_ASSIGNMENT:_
Among the entries, which lines carry the string "rewritten"? Copy each of them.

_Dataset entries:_
━━━━━━

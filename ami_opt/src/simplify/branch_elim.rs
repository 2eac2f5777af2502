//! Branch elimination and block merging
//!
//! Folds constant branches, collapses conditionals whose arms coincide,
//! merges single-parent chains, threads empty forwarding blocks out of the
//! graph, and finally drops whatever became unreachable.

use crate::manager::{PassManager, Preserved};
use ami_common::AmiResult;
use ami_ir::{Cfg, InstructionKind, Operand};
use std::collections::BTreeSet;

pub const ID: &str = "branch-elim";

pub fn run(cfg: &mut Cfg, _mgr: &mut PassManager) -> AmiResult<Preserved> {
    let mut changed = false;
    loop {
        log::debug!("branch-elim: cycling through blocks");
        let mut reduced = false;
        let labels: Vec<String> = cfg.labels().map(String::from).collect();

        for label in labels {
            if !cfg.contains(&label) {
                // merged away earlier in this cycle
                continue;
            }

            // fold the terminator where possible
            match cfg.block(&label)?.terminator().map(|t| t.kind.clone()) {
                Some(InstructionKind::Branch { cond, if_true, if_false }) => {
                    if if_true == if_false {
                        reduced = true;
                        cfg.remove_child(&label, &if_true, true)?;
                    } else {
                        match cond {
                            Operand::Const(0) => {
                                reduced = true;
                                cfg.remove_child(&label, &if_true, false)?;
                            }
                            Operand::Const(_) => {
                                reduced = true;
                                cfg.remove_child(&label, &if_false, false)?;
                            }
                            Operand::Reg(_) => {}
                        }
                    }
                }
                Some(InstructionKind::Exit) | None => continue,
                _ => {}
            }

            let Some(InstructionKind::Goto { target }) =
                cfg.block(&label)?.terminator().map(|t| t.kind.clone())
            else {
                continue;
            };
            let child = target;

            let child_parents: Vec<String> =
                cfg.block(&child)?.parents().map(String::from).collect();
            if child_parents == [label.clone()] && child != label && child != cfg.entry_label() {
                log::debug!("branch-elim: merging {} into its parent {}", child, label);
                reduced = true;
                merge_only_child(cfg, &label, &child)?;
            } else if cfg.block(&label)?.len() == 1 {
                if try_thread_empty_block(cfg, &label, &child)? {
                    log::debug!("branch-elim: threading empty block {} into {}", label, child);
                    reduced = true;
                }
            }
        }

        if !reduced {
            break;
        }
        cfg.tidy()?;
        changed = true;
    }

    if changed {
        Ok(Preserved::only(&[ID, "ssa"]))
    } else {
        Ok(Preserved::all())
    }
}

/// Append a single-parent child's instructions onto its parent and delete
/// the child.
fn merge_only_child(cfg: &mut Cfg, label: &str, child: &str) -> AmiResult<()> {
    let moved: Vec<_> = cfg.block_mut(child)?.instructions.drain(..).collect();
    let grandchildren: BTreeSet<String> = moved
        .last()
        .map(|terminator| match &terminator.kind {
            InstructionKind::Goto { target } => BTreeSet::from([target.clone()]),
            InstructionKind::Branch { if_true, if_false, .. } => {
                BTreeSet::from([if_true.clone(), if_false.clone()])
            }
            _ => BTreeSet::new(),
        })
        .unwrap_or_default();

    {
        let block = cfg.block_mut(label)?;
        block.instructions.pop(); // the goto into the child
        block.instructions.extend(moved);
    }
    for grandchild in grandchildren {
        // a phi in a grandchild cannot have depended on the parent before
        // the merge, since the parent's only child was the merged block
        cfg.replace_parent(&grandchild, child, label)?;
    }
    cfg.remove_block(child)?;
    Ok(())
}

/// A block holding only a `goto` forwards its parents directly to its
/// child, if the child's phi nodes do not distinguish the paths.
fn try_thread_empty_block(cfg: &mut Cfg, label: &str, child: &str) -> AmiResult<bool> {
    let parents: Vec<String> = cfg.block(label)?.parents().map(String::from).collect();
    if parents.is_empty() || label == cfg.entry_label() || child == label {
        return Ok(false);
    }

    // a phi in the child may not disagree between this block and this
    // block's parents, since those paths become indistinguishable
    for instruction in &cfg.block(child)?.instructions {
        let InstructionKind::Phi { args, .. } = &instruction.kind else {
            continue;
        };
        let mut through: Option<&Operand> = None;
        for (value, from) in args {
            if from == label || parents.iter().any(|p| p == from) {
                match through {
                    None => through = Some(value),
                    Some(seen) if seen != value => return Ok(false),
                    Some(_) => {}
                }
            }
        }
    }

    for parent in &parents {
        match cfg.block(parent)?.terminator().map(|t| t.kind.clone()) {
            Some(InstructionKind::Goto { .. }) => {
                cfg.remove_child(parent, label, false)?;
                cfg.add_child(parent, child, None, false)?;
            }
            Some(InstructionKind::Branch { cond, if_true, .. }) => {
                let on_true = if_true == label;
                cfg.remove_child(parent, label, false)?;
                if cfg.block(parent)?.children().is_empty() {
                    // both arms pointed here
                    cfg.add_child(parent, child, None, false)?;
                } else {
                    cfg.add_child(parent, child, Some(cond), on_true)?;
                }
            }
            _ => {}
        }
    }

    // expand the phi entries that named this block into one entry per
    // rerouted parent
    let mut rewrites: Vec<(usize, Vec<(Operand, String)>)> = Vec::new();
    for (index, instruction) in cfg.block(child)?.instructions.iter().enumerate() {
        let InstructionKind::Phi { args, .. } = &instruction.kind else {
            continue;
        };
        let mut rewritten: Vec<(Operand, String)> = Vec::new();
        for (value, from) in args {
            if from == label {
                for parent in &parents {
                    rewritten.push((value.clone(), parent.clone()));
                }
            } else if !parents.iter().any(|p| p == from) {
                rewritten.push((value.clone(), from.clone()));
            }
        }
        rewrites.push((index, rewritten));
    }
    for (index, args) in rewrites {
        if let InstructionKind::Phi { args: slot, .. } =
            &mut cfg.block_mut(child)?.instructions[index].kind
        {
            *slot = args;
        }
    }

    cfg.remove_block(label)?;
    Ok(true)
}

#[cfg(test)]
mod tests {
    use super::*;
    use ami_ir::CfgBuilder;

    fn simplify(source: &str) -> Cfg {
        let mut cfg = CfgBuilder::default().build(source).unwrap();
        let mut mgr = PassManager::new();
        run(&mut cfg, &mut mgr).unwrap();
        cfg.verify().unwrap();
        cfg
    }

    #[test]
    fn test_constant_branch_removes_arm() {
        let cfg = simplify(
            "@e: branch 0 ? @t : @f\n\
             @t: write 1\n\
             exit\n\
             @f: write 2\n\
             exit\n",
        );
        assert!(!cfg.contains("@t"));
        assert_eq!(ami_interpreter::execute(&cfg, &[]).unwrap(), vec![2]);
    }

    #[test]
    fn test_identical_arms_collapse_to_goto() {
        let cfg = simplify(
            "@e: read %c\n\
             branch %c ? @next : @next\n\
             @next: write 7\n\
             exit\n",
        );
        // the branch folds and the chain merges into one block
        assert_eq!(cfg.len(), 1);
        assert_eq!(ami_interpreter::execute(&cfg, &[1]).unwrap(), vec![7]);
    }

    #[test]
    fn test_chain_merges() {
        let cfg = simplify(
            "@a: %x = 1\n\
             goto @b\n\
             @b: %y = %x + 1\n\
             goto @c\n\
             @c: write %y\n\
             exit\n",
        );
        assert_eq!(cfg.len(), 1);
        assert_eq!(ami_interpreter::execute(&cfg, &[]).unwrap(), vec![2]);
    }

    #[test]
    fn test_forwarding_block_with_phi_blocks_threading() {
        // @skip cannot thread away: @j's phi distinguishes @e from @skip
        let source = "@e: read %c\n\
                      branch %c ? @skip : @j\n\
                      @skip: goto @j\n\
                      @j: %x = phi [ 1, @skip ], [ 2, @e ]\n\
                      write %x\n\
                      exit\n";
        let cfg = simplify(source);
        assert!(cfg.contains("@skip"));
        assert_eq!(ami_interpreter::execute(&cfg, &[1]).unwrap(), vec![1]);
        assert_eq!(ami_interpreter::execute(&cfg, &[0]).unwrap(), vec![2]);
    }

    #[test]
    fn test_forwarding_block_threads_when_phi_agrees() {
        let source = "@e: read %c\n\
                      branch %c ? @skip : @j\n\
                      @skip: goto @j\n\
                      @j: %x = phi [ 5, @skip ], [ 5, @e ]\n\
                      write %x\n\
                      exit\n";
        let cfg = simplify(source);
        assert!(!cfg.contains("@skip"));
        assert_eq!(ami_interpreter::execute(&cfg, &[1]).unwrap(), vec![5]);
    }

    #[test]
    fn test_loop_structure_is_kept() {
        let source = "@entry: read %n\n\
                      goto @loop\n\
                      @loop: %c = %n <= 0\n\
                      branch %c ? @end : @body\n\
                      @body: %n = %n - 1\n\
                      goto @loop\n\
                      @end: write %n\n\
                      exit\n";
        let cfg = simplify(source);
        assert_eq!(ami_interpreter::execute(&cfg, &[3]).unwrap(), vec![0]);
    }
}
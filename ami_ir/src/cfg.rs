//! Control-flow graph with invariant-preserving edge editing
//!
//! Blocks live in an arena keyed by label; edges are stored as label sets,
//! never as direct ownership. After every edit the parent and child
//! relations stay mutually consistent and each block ends in exactly one
//! terminator matching its child arity.

use crate::block::BasicBlock;
use crate::instruction::{Instruction, InstructionKind, Operand};
use crate::metadata::Metadata;
use ami_common::{AmiError, AmiResult};
use serde::{Deserialize, Serialize};
use std::collections::{BTreeMap, BTreeSet};

#[derive(Debug, Clone, Default, PartialEq, Eq, Serialize, Deserialize)]
pub struct Cfg {
    blocks: BTreeMap<String, BasicBlock>,
    entrypoint: Option<String>,
    pub meta: Metadata,
}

━━━━━━

_EXERCISE RESULT:_
        let mut rewritten: Vec<(Operand, String)> = Vec::new();
                    rewritten.push((value.clone(), parent.clone()));
                rewritten.push((value.clone(), from.clone()));
        rewrites.push((index, rewritten));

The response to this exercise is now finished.